Pembangunan Taman Nasional Bromo Tengger Semeru (TNBTS) menjadi agenda prioritas nasional yang tergabung dalam 10 Kawasan Strategis Pariwisata Nasional (KSPN) prioritas. TNBTS sebagai KSPN prioritas didesain sebagai kawasan ecotourism untuk menciptakan pembangunan berkelanjutan yang memperhatikan perspektif dan kepentingan indigenous people atau masyarakat adat.

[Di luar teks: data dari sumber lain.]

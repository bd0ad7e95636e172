use std::process::Command;

fn main() {
    println!("cargo:rerun-if-changed=.git/HEAD");
    println!("cargo:rerun-if-changed=.git/refs");
    // Baked in through option_env! by the config module.
    println!("cargo:rerun-if-env-changed=PAYFEE_API_BASE_URL");
    println!("cargo:rerun-if-env-changed=PAYFEE_SUBMIT_DELAY_MS");

    let sha = Command::new("git")
        .args(["rev-parse", "HEAD"])
        .output()
        .ok()
        .filter(|output| output.status.success())
        .and_then(|output| String::from_utf8(output.stdout).ok())
        .map(|value| value.trim().to_string())
        .filter(|value| !value.is_empty())
        .unwrap_or_else(|| "unknown".to_string());

    println!("cargo:rustc-env=PAYFEE_WEB_GIT_SHA={sha}");
}
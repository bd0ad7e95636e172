//! Build-time configuration with an optional runtime override. The runtime
//! config is read from `window.PAYFEE_CONFIG` (if present) so a static
//! deployment can point at a real application API without rebuilding.
//! Configuration values are public; do not store secrets here.

/// Delay used by the mock submission service when nothing else is configured.
pub const DEFAULT_SUBMIT_DELAY_MS: u32 = 1_500;

/// Frontend configuration derived from build-time environment variables.
#[derive(Clone, Debug, PartialEq, Eq)]
pub struct AppConfig {
    /// Base URL of the application API. Empty means submissions are mocked.
    pub api_base_url: String,
    /// Artificial latency of the mock submission service.
    pub submit_delay_ms: u32,
}

impl AppConfig {
    /// Loads config from build-time environment variables and applies runtime overrides.
    pub fn load() -> Self {
        let api_base_url = option_env!("PAYFEE_API_BASE_URL").unwrap_or("");
        let submit_delay_ms = option_env!("PAYFEE_SUBMIT_DELAY_MS")
            .and_then(parse_delay)
            .unwrap_or(DEFAULT_SUBMIT_DELAY_MS);

        let mut config = Self {
            api_base_url: api_base_url.trim().to_string(),
            submit_delay_ms,
        };

        if let Some(runtime) = runtime_config() {
            apply_runtime_overrides(&mut config, runtime);
        }

        config
    }

    /// True when submissions should go over HTTP instead of the mock.
    pub fn uses_remote_api(&self) -> bool {
        !self.api_base_url.is_empty()
    }
}

#[derive(Default)]
struct RuntimeConfig {
    api_base_url: Option<String>,
    submit_delay_ms: Option<u32>,
}

fn apply_runtime_overrides(config: &mut AppConfig, runtime: RuntimeConfig) {
    if let Some(value) = runtime.api_base_url {
        config.api_base_url = value;
    }
    if let Some(value) = runtime.submit_delay_ms {
        config.submit_delay_ms = value;
    }
}

#[cfg(target_arch = "wasm32")]
fn runtime_config() -> Option<RuntimeConfig> {
    use js_sys::{Object, Reflect};
    use wasm_bindgen::JsValue;

    let window = web_sys::window()?;
    let config = Reflect::get(&window, &JsValue::from_str("PAYFEE_CONFIG")).ok()?;
    if config.is_null() || config.is_undefined() {
        return None;
    }
    let object = Object::from(config);

    Some(RuntimeConfig {
        api_base_url: read_runtime_value(&object, "api_base_url"),
        submit_delay_ms: read_runtime_value(&object, "submit_delay_ms")
            .as_deref()
            .and_then(parse_delay),
    })
}

#[cfg(not(target_arch = "wasm32"))]
fn runtime_config() -> Option<RuntimeConfig> {
    None
}

/// Reads a string or number property as trimmed text.
#[cfg(target_arch = "wasm32")]
fn read_runtime_value(object: &js_sys::Object, key: &str) -> Option<String> {
    let value = js_sys::Reflect::get(object, &wasm_bindgen::JsValue::from_str(key)).ok()?;
    let text = value
        .as_string()
        .or_else(|| value.as_f64().map(|number| number.to_string()))?;
    normalize_runtime_value(&text)
}

fn normalize_runtime_value(value: &str) -> Option<String> {
    let trimmed = value.trim();
    if trimmed.is_empty() {
        None
    } else {
        Some(trimmed.to_string())
    }
}

fn parse_delay(value: &str) -> Option<u32> {
    value.trim().parse().ok()
}

#[cfg(test)]
mod tests {
    use super::{
        AppConfig, DEFAULT_SUBMIT_DELAY_MS, RuntimeConfig, apply_runtime_overrides,
        normalize_runtime_value, parse_delay,
    };

    fn defaults() -> AppConfig {
        AppConfig {
            api_base_url: String::new(),
            submit_delay_ms: DEFAULT_SUBMIT_DELAY_MS,
        }
    }

    #[test]
    fn normalize_runtime_value_trims_and_rejects_empty() {
        assert_eq!(normalize_runtime_value(""), None);
        assert_eq!(normalize_runtime_value("   "), None);
        assert_eq!(
            normalize_runtime_value("  https://api.payfee.sl "),
            Some("https://api.payfee.sl".to_string())
        );
    }

    #[test]
    fn parse_delay_accepts_whole_milliseconds_only() {
        assert_eq!(parse_delay(" 250 "), Some(250));
        assert_eq!(parse_delay("0"), Some(0));
        assert_eq!(parse_delay("1.5"), None);
        assert_eq!(parse_delay("-1"), None);
        assert_eq!(parse_delay("soon"), None);
    }

    #[test]
    fn apply_runtime_overrides_ignores_missing_values() {
        let mut config = defaults();
        apply_runtime_overrides(&mut config, RuntimeConfig::default());

        assert_eq!(config, defaults());
        assert!(!config.uses_remote_api());
    }

    #[test]
    fn apply_runtime_overrides_overwrites_when_present() {
        let mut config = defaults();
        let runtime = RuntimeConfig {
            api_base_url: normalize_runtime_value("https://api.override"),
            submit_delay_ms: parse_delay("10"),
        };

        apply_runtime_overrides(&mut config, runtime);

        assert_eq!(config.api_base_url, "https://api.override");
        assert_eq!(config.submit_delay_ms, 10);
        assert!(config.uses_remote_api());
    }
}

“Sayangnya, pengembangan TNBTS sebagai KSPN justru mengabaikan perspektif dan kepentingan indigenous people, yakni suku Tengger atau Wong Tengger,” kata Danu Saifulloh Rahmadhani, salah satu tim Program Kreativitas Mahasiswa Riset Sosial Humaniora (PKM RSH) UGM, Rabu (4/10).
Mahasiswa Fakultas Filsafat ini menuturkan bentuk nyata pengabaian yang dialami oleh Wong Tengger di Desa Ranu Pani, Kecamatan Senduro, Lumajang, Jawa Timur terlihat dari kurangnya keterlibatan Wong Tengger sebagai subjek pembangunan dalam perencanaan dan manajemen kawasan TNBTS. Kurangnya keterlibatan ini memunculkan benturan kepentingan antara Wong Tengger dengan pihak otoritas TNBTS yang secara formil menegaskan batas-batas pemanfaatan sumber daya. Justru Wong Tengger sebagai pihak terdampak tidak diakomodasi atau diberikan alternatif lain.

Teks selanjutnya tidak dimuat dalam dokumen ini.